Farbe deep black / forest green / sea green
Gewicht 14,1 kg ohne Pedale
Rahmengrößen 22"

Serienmäßig Schutzfolie am Unterrohr und unter Kette.


----------



## amber69 (7. März 2018)

Die Felgen und Reifen sind Tubeless ready. Es wurden zwei Tubeless-Ventile mitgeliefert. Gestern Abend Mantel runtergemacht, Schlauch entfernt, Tubeless Ventile eingebaut, Stan's Dickmilch vorsichtshalber 100ml eingefüllt und Mantel wieder montiert. So wie im Stan's Video auf Youtube. Kompressor bei der Reifenmontage sehr hilfreich. Ob man einen Mantel unterwegs ohne Kompressor wieder drauf bekommt, kann ich nicht sagen, da der Reifenmantel sich von Hand nicht in die Felgenkante drücken lässt. Mit Kompressor aber gar kein Problem. Kaum zu glauben, wie einfach dass das ist. Habe mir zu Sicherheit ein Reifenflickzeug für unterwegs bestellt. Dieses mit den Würsten, wie es die auch für Motorradreifen etc. gibt.

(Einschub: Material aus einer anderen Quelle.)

use std::cell::OnceCell;
use std::rc::Rc;

use crate::cursor::TextCursor;
use crate::parser::{Parsed, Parser};

type BodyCell<'text, T> = Rc<OnceCell<Rc<dyn Parser<'text, Output = T> + 'text>>>;

/// A reference to a parser that is being (or has been) defined in terms of
/// itself. Produced by [`fix`]; cloning it inside the builder is how the
/// grammar refers to itself.
///
/// The reference reads through a lazily-initialized cell at *invocation*
/// time, never at construction time, so building the recursive body does
/// not recurse.
pub struct FixRef<'text, T> {
    cell: BodyCell<'text, T>,
}

impl<'text, T> Clone for FixRef<'text, T> {
    fn clone(&self) -> Self {
        FixRef {
            cell: Rc::clone(&self.cell),
        }
    }
}

impl<'text, T> Parser<'text> for FixRef<'text, T> {
    type Output = T;

    /// # Panics
    ///
    /// Panics if invoked before [`fix`] has finished building the parser —
    /// that is, if the builder itself tries to parse with the reference it
    /// was handed. Recursion must happen against real input, not during
    /// construction.
    fn parse(&self, cursor: TextCursor<'text>) -> Parsed<'text, Self::Output> {
        match self.cell.get() {
            Some(parser) => parser.parse(cursor),
            None => panic!("recursive parser invoked before fix() finished building it"),
        }
    }
}

/// Build a self-referential parser for a recursive grammar.
///
/// The builder receives a [`FixRef`] standing for the parser being defined
/// and returns the parser body; recursive positions in the body use clones
/// of the reference. No forward-declare/assign two-step is needed:
///
/// ```
/// use textcomb::{any_char, fix, literal, or, then, Parser, SkipExt};
///
/// // expr := "(" expr ")" | any character
/// let expr = fix(|expr| or(then(literal("("), expr.clone().skip(literal(")"))), any_char()));
/// assert_eq!(expr.parse_text("((x))").unwrap(), 'x');
/// ```
///
/// Recursion depth is bounded only by the host call stack; a grammar that
/// recurses without consuming input (left recursion) will overflow it.
pub fn fix<'text, T, P, F>(build: F) -> FixRef<'text, T>
where
    P: Parser<'text, Output = T> + 'text,
    F: FnOnce(FixRef<'text, T>) -> P,
{
    let cell: BodyCell<'text, T> = Rc::new(OnceCell::new());
    let reference = FixRef {
        cell: Rc::clone(&cell),
    };
    let body = build(reference);
    // The cell was created empty above, so this set cannot be rejected.
    let _ = cell.set(Rc::new(body));
    FixRef { cell }
}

VR wiegt nun 2.006 gr. incl. Felge, Bremsscheibe und Reifen (Felge mit Bremsscheibe 1.089 gr.)
HR mit Kassette ohne Reifen und Schlauch wiegt 1.782 gr.


----------



## Deleted 30320 (8. März 2018)

amber69 schrieb:


> Die Felgen und Reifen sind Tubeless ready. Es wurden zwei Tubeless-Ventile mitgeliefert. Gestern Abend Mantel runtergemacht, Schlauch entfernt, Tubeless Ventile eingebaut, Stan's Dickmilch vorsichtshalber 100ml eingefüllt und Mantel wieder montiert. So wie im Stan's Video auf Youtube. Kompressor bei der Reifenmontage sehr hilfreich. Ob man einen Mantel unterwegs ohne Kompressor wieder drauf bekommt, kann ich nicht sagen, da der Reifenmantel sich von Hand nicht in die Felgenkante drücken lässt. Mit Kompressor aber gar kein Problem. Kaum zu glauben, wie einfach dass das ist. Habe mir zu Sicherheit ein Reifenflickzeug für unterwegs bestellt. Dieses mit den Würsten, wie es die auch für Motorradreifen etc. gibt.
> 
> VR wiegt nun 2.006 gr. incl. Felge, Bremsscheibe und Reifen (Felge mit Bremsscheibe 1.089 gr.)
> HR mit Kassette ohne Reifen und Schlauch wiegt 1.782 gr.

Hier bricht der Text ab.